The United Nations is urging the international community to find a feasible solution to the fate of thousands of civilians stuck inside a Syrian displacement camp.
Rukban camp, described by those living inside as a “hell on earth," last week received its biggest shipment of aid supplies by the UN and Syrian Arab Red Crescent.
“The challenge now is to work towards improving their situation and finding solutions to their plight. Rukban is not a place for people, mostly women and children, to live. We need support and commitment of all parties,” Sajjad Malik, the UN High Commissioner for Refugees representative in Syria, said.
The convoy of 133 trucks carrying aid including food and clothes for children reached the outskirts of the Rukban camp earlier this month. It included healthcare items and medical supplies to immunise women and children.
The camp, described by residents as a “prison," is home to an estimated 40,000 Syrians that are in dire need of regular aid from the UN and partners, especially as supply routes are often blocked.
Families lack firewood and “end up collecting garbage and plastic to make a fire to cook and keep warm,” the UN said in a statement.
Since December last year, at least eight children – most of them newborns – died in the camp due to freezing temperatures and lack of medical care.
"Everyone should bear in mind how sensitive our situation has become which can't be solved by only aid convoy, but needs a decisive decision to end our suffering," Abdul Fataah Ali, a 45-year-old teacher who currently resides inside the camp, told The National.

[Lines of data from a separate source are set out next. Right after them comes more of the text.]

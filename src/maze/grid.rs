use super::cell::{Cell, Direction};
use crate::error::{MazeError, Result};

/// An undirected pair of adjacent cells.
/// Candidate connections produced by [`Grid::connections`] always have `b` to the right of
/// or below `a`.
#[derive(Debug, Clone, Copy, PartialEq, Eq, Hash)]
pub struct Connection {
    pub a: Cell,
    pub b: Cell,
}

impl Connection {
    pub fn new(a: Cell, b: Cell) -> Self {
        Connection { a, b }
    }

    /// Direction of `b` as seen from `a`.
    ///
    /// # Panics
    /// If the two cells are not adjacent. Connections are only built from grid adjacencies.
    pub fn direction(&self) -> Direction {
        Direction::between(self.a, self.b).unwrap_or_else(|| {
            panic!("Connection {} -> {} joins non-adjacent cells", self.a, self.b)
        })
    }
}

/// A rectangular, 4-connected grid of cells with no wraparound.
#[derive(Debug, Clone, Copy, PartialEq, Eq)]
pub struct Grid {
    width: u16,
    height: u16,
}

impl Grid {
    /// Creates a grid of `width` x `height` cells. Both dimensions must be at least 1.
    pub fn new(width: u16, height: u16) -> Result<Self> {
        if width == 0 || height == 0 {
            return Err(MazeError::InvalidDimensions { width, height });
        }
        Ok(Grid { width, height })
    }

    pub fn width(&self) -> u16 {
        self.width
    }

    pub fn height(&self) -> u16 {
        self.height
    }

    /// Total number of cells in the grid.
    pub fn len(&self) -> usize {
        self.width as usize * self.height as usize
    }

    pub fn is_empty(&self) -> bool {
        self.len() == 0
    }

    pub fn contains(&self, cell: Cell) -> bool {
        cell.x < self.width && cell.y < self.height
    }

    /// Row-major index of a cell, or `None` if the cell is out of bounds.
    pub fn index_of(&self, cell: Cell) -> Option<usize> {
        // Overflow-safe since width and height are u16 (assuming usize is at least 32 bits)
        self.contains(cell)
            .then(|| cell.y as usize * self.width as usize + cell.x as usize)
    }

    /// Inverse of [`Grid::index_of`].
    ///
    /// # Panics
    /// If `index` is not smaller than [`Grid::len`].
    pub fn cell_at(&self, index: usize) -> Cell {
        assert!(index < self.len(), "Cell index {} is out of bounds", index);
        let width = self.width as usize;
        Cell::new((index % width) as u16, (index / width) as u16)
    }

    /// All cells in row-major order.
    pub fn cells(&self) -> impl Iterator<Item = Cell> + use<> {
        let (width, height) = (self.width, self.height);
        (0..height).flat_map(move |y| (0..width).map(move |x| Cell::new(x, y)))
    }

    /// In-bounds cells one step away in the cardinal directions.
    pub fn neighbors(&self, cell: Cell) -> impl Iterator<Item = Cell> + '_ {
        let in_bounds = self.contains(cell);
        Direction::ALL
            .into_iter()
            .filter(move |_| in_bounds)
            .filter_map(move |direction| cell.step(direction))
            .filter(move |&c| self.contains(c))
    }

    /// Every adjacency of the grid exactly once, as a connection to the right or below.
    pub fn connections(&self) -> Vec<Connection> {
        self.cells()
            .flat_map(|cell| {
                // Cells order by x first, so only right and down neighbors compare greater
                self.neighbors(cell)
                    .filter(move |&next| next > cell)
                    .map(move |next| Connection::new(cell, next))
            })
            .collect()
    }
}

#[cfg(test)]
mod tests {
    use super::*;
    use std::collections::HashSet;

    #[test]
    fn test_zero_dimensions_rejected() {
        assert_eq!(
            Grid::new(0, 5),
            Err(MazeError::InvalidDimensions { width: 0, height: 5 })
        );
        assert_eq!(
            Grid::new(5, 0),
            Err(MazeError::InvalidDimensions { width: 5, height: 0 })
        );
        assert!(Grid::new(1, 1).is_ok());
    }

    #[test]
    fn test_index_round_trip() {
        let grid = Grid::new(4, 3).unwrap();
        assert_eq!(grid.len(), 12);
        assert_eq!(grid.index_of(Cell::new(3, 2)), Some(11));
        assert_eq!(grid.index_of(Cell::new(4, 0)), None);
        assert_eq!(grid.index_of(Cell::new(0, 3)), None);
        for (i, cell) in grid.cells().enumerate() {
            assert_eq!(grid.index_of(cell), Some(i));
            assert_eq!(grid.cell_at(i), cell);
        }
    }

    #[test]
    fn test_neighbors() {
        let grid = Grid::new(5, 5).unwrap();
        let corner = grid.neighbors(Cell::new(0, 0)).collect::<Vec<_>>();
        assert_eq!(corner, vec![Cell::new(1, 0), Cell::new(0, 1)]);
        let center = grid.neighbors(Cell::new(2, 2)).count();
        assert_eq!(center, 4);
        let edge = grid.neighbors(Cell::new(4, 2)).count();
        assert_eq!(edge, 3);
        // Out of bounds cells have no neighbors
        assert_eq!(grid.neighbors(Cell::new(5, 5)).count(), 0);
    }

    #[test]
    fn test_connections_follow_neighbors_right_then_down() {
        let grid = Grid::new(2, 2).unwrap();
        let connections = grid.connections();
        assert_eq!(
            connections,
            vec![
                Connection::new(Cell::new(0, 0), Cell::new(1, 0)),
                Connection::new(Cell::new(0, 0), Cell::new(0, 1)),
                Connection::new(Cell::new(1, 0), Cell::new(1, 1)),
                Connection::new(Cell::new(0, 1), Cell::new(1, 1)),
            ]
        );
    }

    #[test]
    fn test_connections_count_and_uniqueness() {
        for (width, height) in [(1, 1), (2, 1), (1, 7), (5, 5), (8, 3)] {
            let grid = Grid::new(width, height).unwrap();
            let connections = grid.connections();
            let (w, h) = (width as usize, height as usize);
            assert_eq!(connections.len(), (w - 1) * h + w * (h - 1));

            let mut seen = HashSet::new();
            for connection in &connections {
                assert!(grid.contains(connection.a) && grid.contains(connection.b));
                assert_eq!(connection.a.manhattan_distance(connection.b), 1);
                assert!(matches!(
                    connection.direction(),
                    Direction::Right | Direction::Down
                ));
                // Each adjacency appears once, in either orientation
                assert!(seen.insert((connection.a, connection.b)));
                assert!(!seen.contains(&(connection.b, connection.a)));
            }
        }
    }
}
pub mod renderer;

use std::{
    io::{Stdout, Write},
    sync::{
        Arc,
        atomic::{AtomicBool, Ordering},
        mpsc::SyncSender,
    },
    thread::JoinHandle,
    time::{Duration, Instant},
};

use crossterm::{
    ExecutableCommand, cursor,
    event::{self, KeyCode},
    queue,
    style::{self, Attribute, Color, Stylize},
    terminal::{self, ClearType},
};

use crate::{
    app::renderer::{Renderer, RendererStatus, Tile},
    config::Config,
    error::MazeError,
    events::{ChannelObserver, EventRecorder, MazeEvent, MazeObserver},
    generators::generate_maze,
    maze::Cell,
    solvers::{Solver, solve_maze},
};

/// Maximum number of events to buffer in the channel between compute and render threads
const MAX_EVENTS_IN_CHANNEL_BUFFER: usize = 1000;
/// Timeout for polling input events in the input thread, a.k.a.
/// how often to check the stop flag
const USER_INPUT_EVENT_POLL_TIMEOUT: Duration = Duration::from_millis(100);

/// Set a panic hook to restore terminal state on panic
/// This ensures that the terminal is not left in raw mode or alternate screen on panic
/// even if the panic occurs in a different thread
fn set_panic_hook() {
    let hook = std::panic::take_hook();
    std::panic::set_hook(Box::new(move |panic_info| {
        // Ignore any errors as we are already failing
        let _ = restore_terminal(&mut std::io::stdout());
        hook(panic_info);
    }));
}

/// Setup terminal in raw mode and enter alternate screen
/// Also sets a panic hook to restore terminal on panic
pub fn setup_terminal(stdout: &mut Stdout) -> std::io::Result<()> {
    terminal::enable_raw_mode()?;
    set_panic_hook();
    queue!(
        stdout,
        terminal::EnterAlternateScreen,
        terminal::Clear(ClearType::All),
        cursor::Hide,
        cursor::MoveTo(0, 0)
    )?;
    stdout.flush()?;
    Ok(())
}

/// Restore terminal to original state
/// Leave alternate screen and disable raw mode
pub fn restore_terminal(stdout: &mut Stdout) -> std::io::Result<()> {
    queue!(stdout, terminal::LeaveAlternateScreen, cursor::Show)?;
    stdout.flush()?;
    terminal::disable_raw_mode()?;
    Ok(())
}

/// Whether the terminal is big enough to show the whole maze plus a status line
fn fits_terminal(width: u16, height: u16) -> bool {
    let needed_columns = (width as usize * 2 + 1) * Tile::WIDTH as usize;
    let needed_rows = height as usize * 2 + 2;
    match terminal::size() {
        Ok((columns, rows)) => needed_columns <= columns as usize && needed_rows <= rows as usize,
        Err(_) => false,
    }
}

/// Entry point of the app. Animates generation and search in the terminal, or prints the
/// result once in headless mode or when the terminal is too small.
pub fn run(config: &Config) -> std::io::Result<()> {
    let mut stdout = std::io::stdout();
    if config.headless || !fits_terminal(config.width, config.height) {
        if !config.headless {
            tracing::info!("[app] terminal too small for animation, printing the result instead");
        }
        return run_headless(config, &mut stdout);
    }

    setup_terminal(&mut stdout)?;
    let result = visualize(config, &mut stdout);
    restore_terminal(&mut stdout)?;

    if let Ok(Some(outcome)) = &result {
        println!("{}", describe_outcome(config, outcome));
    }
    result.map(|_| ())
}

/// Generate and solve without animation, then print the maze with its path.
fn run_headless(config: &Config, stdout: &mut Stdout) -> std::io::Result<()> {
    let mut recorder = EventRecorder::new();
    let outcome = compute(config, &mut recorder);

    let mut renderer = Renderer::new(&mut *stdout, Duration::ZERO);
    recorder.events.iter().for_each(|event| {
        renderer.apply(event);
    });
    renderer.write_plain()?;
    writeln!(stdout, "{}", describe_outcome(config, &outcome))?;
    Ok(())
}

/// Runs the input, render, and compute threads until the animation ends and the user presses
/// Esc. Returns `None` if the user cancelled before the animation finished.
fn visualize(
    config: &Config,
    stdout: &mut Stdout,
) -> std::io::Result<Option<Result<Vec<Cell>, MazeError>>> {
    // Flag to indicate other threads should stop. Set to true by the input thread on Esc key event.
    let should_stop = Arc::new(AtomicBool::new(false));

    let should_stop_for_input = should_stop.clone();
    // Spawn a thread to listen for user input
    let input_thread_handle = std::thread::spawn(move || -> std::io::Result<()> {
        listen_to_user_input(USER_INPUT_EVENT_POLL_TIMEOUT, &should_stop_for_input)
    });

    let (event_tx, event_rx) =
        std::sync::mpsc::sync_channel::<MazeEvent>(MAX_EVENTS_IN_CHANNEL_BUFFER);

    // Spawn a thread to listen for maze events and render them
    let render_refresh_time = config.render_refresh_time();
    let should_stop_for_render = should_stop.clone();
    let render_thread_handle = std::thread::spawn(move || {
        Renderer::new(std::io::stdout(), render_refresh_time)
            .render(event_rx, &should_stop_for_render)
    });

    // Spawn a thread to generate the maze and solve it
    let compute_config = config.clone();
    let should_stop_for_compute = should_stop.clone();
    let compute_thread_handle = std::thread::spawn(move || {
        compute_with_channel(&compute_config, event_tx, should_stop_for_compute)
    });

    let outcome = compute_thread_handle
        .join()
        .expect("Compute thread panicked");
    let render_result = render_thread_handle.join().expect("Render thread panicked");
    let status = match render_result {
        Ok(status) => status,
        Err(e) => {
            tracing::error!("[app] render thread failed: {}", e);
            stop_input_thread(&should_stop, input_thread_handle)?;
            return Err(e);
        }
    };

    if status == RendererStatus::Cancelled || outcome == Err(MazeError::Cancelled) {
        tracing::info!("[app] animation was cancelled by user");
        stop_input_thread(&should_stop, input_thread_handle)?;
        return Ok(None);
    }

    let color = if outcome.is_ok() {
        Color::Green
    } else {
        Color::Red
    };
    queue!(
        stdout,
        style::PrintStyledContent(
            format!("{} ", describe_outcome(config, &outcome))
                .with(color)
                .attribute(Attribute::Bold)
        ),
    )?;
    stdout.execute(style::PrintStyledContent(
        "Press Esc to exit...".with(Color::Blue).attribute(Attribute::Bold),
    ))?;

    // The input thread exits on Esc
    input_thread_handle.join().expect("Input thread panicked")?;
    Ok(Some(outcome))
}

/// Listen for user input events until Esc is pressed or the stop flag is set
/// This function runs in a separate thread, and is the only place where user input is read
fn listen_to_user_input(
    event_poll_timeout: Duration,
    should_stop: &AtomicBool,
) -> std::io::Result<()> {
    loop {
        // Check if this thread should exit
        if should_stop.load(Ordering::Acquire) {
            return Ok(());
        }

        // Poll for events with a timeout
        if !event::poll(event_poll_timeout)? {
            // No event available, continue loop to check the flag again
            continue;
        }

        // We only care about key presses
        if let event::Event::Key(event::KeyEvent {
            code: KeyCode::Esc,
            kind: event::KeyEventKind::Press,
            ..
        }) = event::read()?
        {
            tracing::debug!("[input loop] Esc key pressed, stopping");
            should_stop.store(true, Ordering::Release);
            return Ok(());
        }
    }
}

/// Raise the stop flag and wait for the input thread to notice it
fn stop_input_thread(
    should_stop: &AtomicBool,
    input_thread_handle: JoinHandle<std::io::Result<()>>,
) -> std::io::Result<()> {
    should_stop.store(true, Ordering::Release);
    input_thread_handle.join().expect("Input thread panicked")
}

/// Generate and solve the maze, reporting every step over the event channel
fn compute_with_channel(
    config: &Config,
    event_tx: SyncSender<MazeEvent>,
    should_stop: Arc<AtomicBool>,
) -> Result<Vec<Cell>, MazeError> {
    let mut observer = ChannelObserver::new(event_tx, should_stop);
    compute(config, &mut observer)
    // Observer is dropped here, as well as the event sender
}

/// Generate and solve the maze
fn compute<O: MazeObserver + ?Sized>(
    config: &Config,
    observer: &mut O,
) -> Result<Vec<Cell>, MazeError> {
    let maze = generate_maze(config.width, config.height, config.seed, observer)?;
    solve_maze(
        &maze,
        config.solver,
        config.start_cell(),
        config.end_cell(),
        observer,
    )
}

fn describe_outcome(config: &Config, outcome: &Result<Vec<Cell>, MazeError>) -> String {
    match outcome {
        Ok(path) => format!(
            "Path found with {}! {} steps from {} to {}.",
            config.solver,
            path.len().saturating_sub(1),
            config.start_cell(),
            config.end_cell()
        ),
        Err(e) => format!("No path: {}.", e),
    }
}

/// Profiling mode: generate and solve repeatedly without rendering to the terminal
pub fn profile(
    width: u16,
    height: u16,
    solver: Solver,
    num_iterations: usize,
) -> Result<(), MazeError> {
    let config = Config {
        width,
        height,
        solver,
        ..Config::default()
    };

    let mut total_events = 0usize;
    let started = Instant::now();
    for iteration in 0..num_iterations {
        let mut recorder = EventRecorder::new();
        let path = compute(&config, &mut recorder)?;
        total_events += recorder.events.len();
        tracing::debug!(
            "[profile] iteration {}: {} events, path of {} cells",
            iteration,
            recorder.events.len(),
            path.len()
        );
    }
    let elapsed = started.elapsed();

    println!(
        "{} iterations of {}x{} with {}: {:?} total, {:?} per iteration, {} events",
        num_iterations,
        width,
        height,
        solver,
        elapsed,
        per_iteration(elapsed, num_iterations),
        total_events
    );
    Ok(())
}

fn per_iteration(elapsed: Duration, num_iterations: usize) -> Duration {
    elapsed.div_f64(num_iterations.max(1) as f64)
}

#[cfg(test)]
mod tests {
    use super::*;

    #[test]
    fn test_compute_over_channel() {
        let config = Config {
            width: 6,
            height: 4,
            seed: Some(1),
            ..Config::default()
        };
        let (tx, rx) = std::sync::mpsc::sync_channel(MAX_EVENTS_IN_CHANNEL_BUFFER);
        let path = compute_with_channel(&config, tx, Arc::new(AtomicBool::new(false))).unwrap();
        let events = rx.iter().collect::<Vec<_>>();
        assert_eq!(
            events.first(),
            Some(&MazeEvent::GridInit {
                width: 6,
                height: 4
            })
        );
        let path_events = events
            .iter()
            .filter(|e| matches!(e, MazeEvent::PathCell { .. }))
            .count();
        assert_eq!(path_events, path.len());
    }

    #[test]
    fn test_compute_stops_when_flag_set() {
        let config = Config {
            width: 6,
            height: 4,
            seed: Some(1),
            ..Config::default()
        };
        let (tx, _rx) = std::sync::mpsc::sync_channel(MAX_EVENTS_IN_CHANNEL_BUFFER);
        let result = compute_with_channel(&config, tx, Arc::new(AtomicBool::new(true)));
        assert_eq!(result, Err(MazeError::Cancelled));
    }

    #[test]
    fn test_compute_reports_bad_endpoint() {
        let config = Config {
            width: 3,
            height: 3,
            start: Some(Cell::new(7, 7)),
            ..Config::default()
        };
        let outcome = compute(&config, &mut ());
        assert_eq!(outcome, Err(MazeError::StartNotFound(Cell::new(7, 7))));
        assert!(describe_outcome(&config, &outcome).contains("(7, 7)"));
    }

    #[test]
    fn test_stop_input_thread_raises_flag_and_joins() {
        let should_stop = Arc::new(AtomicBool::new(false));
        let should_stop_for_input = should_stop.clone();
        let handle = std::thread::spawn(move || -> std::io::Result<()> {
            while !should_stop_for_input.load(Ordering::Acquire) {
                std::thread::sleep(Duration::from_millis(1));
            }
            Ok(())
        });
        stop_input_thread(&should_stop, handle).unwrap();
        assert!(should_stop.load(Ordering::Acquire));
    }

    #[test]
    fn test_per_iteration() {
        let elapsed = Duration::from_secs(10);
        assert_eq!(per_iteration(elapsed, 4), Duration::from_millis(2500));
        assert_eq!(per_iteration(elapsed, 0), elapsed);
        // Far more iterations than fit in a u32
        assert!(per_iteration(elapsed, usize::MAX) < Duration::from_nanos(2));
    }

    #[test]
    fn test_describe_success() {
        let config = Config {
            width: 2,
            height: 1,
            ..Config::default()
        };
        let outcome = Ok(vec![Cell::new(0, 0), Cell::new(1, 0)]);
        assert_eq!(
            describe_outcome(&config, &outcome),
            "Path found with Greedy Best-First Search! 1 steps from (0, 0) to (1, 0)."
        );
    }
}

Conditions inside the camp have deteriorated, with many inside surviving on just one simple meal a day, often bread and olive oil or yoghurt, residents have said.
"I appreciate the relief and support that has arrived recently, most of us got food that will last for couples of days, but then what? We'll quickly run out and come back to where we started," Jomana Haj Omar, a 28 year-old mother told The National.
Ms Omar, who is currently pregnant, spoke about the dire conditions that her family is currently facing. “I wish I didn’t have children, under this condition you wish to not exist.”
“We are not allowed to leave this prison, why are we imprisoned? We are not ISIS, we are victim of their crimes and are being held here like hostages, why is that?” Ms Omar said.
Residents of the camp have been forced from their homes in Palymra and Homs by the war and many fled President Bashar Al Assad’s regime and ISIS.
Khaldoun Omyre, a 41-year-old resident of the camp with five of his family members, spoke about the shortages of food, medicine and electricity supplies that have caused dozens of deaths.
“They’ve not brought any fuel supply. Despite the horribly cold weather we have no way to heat our tents, we’re getting aches from the severe cold weather, but none care about this sadly, they only want to make sure we stay alive with this relief and don’t die,” Mr Omyre said.
Because of the miserable conditions, residents are hoping to escape to northern Syrian areas outside of the regime's control.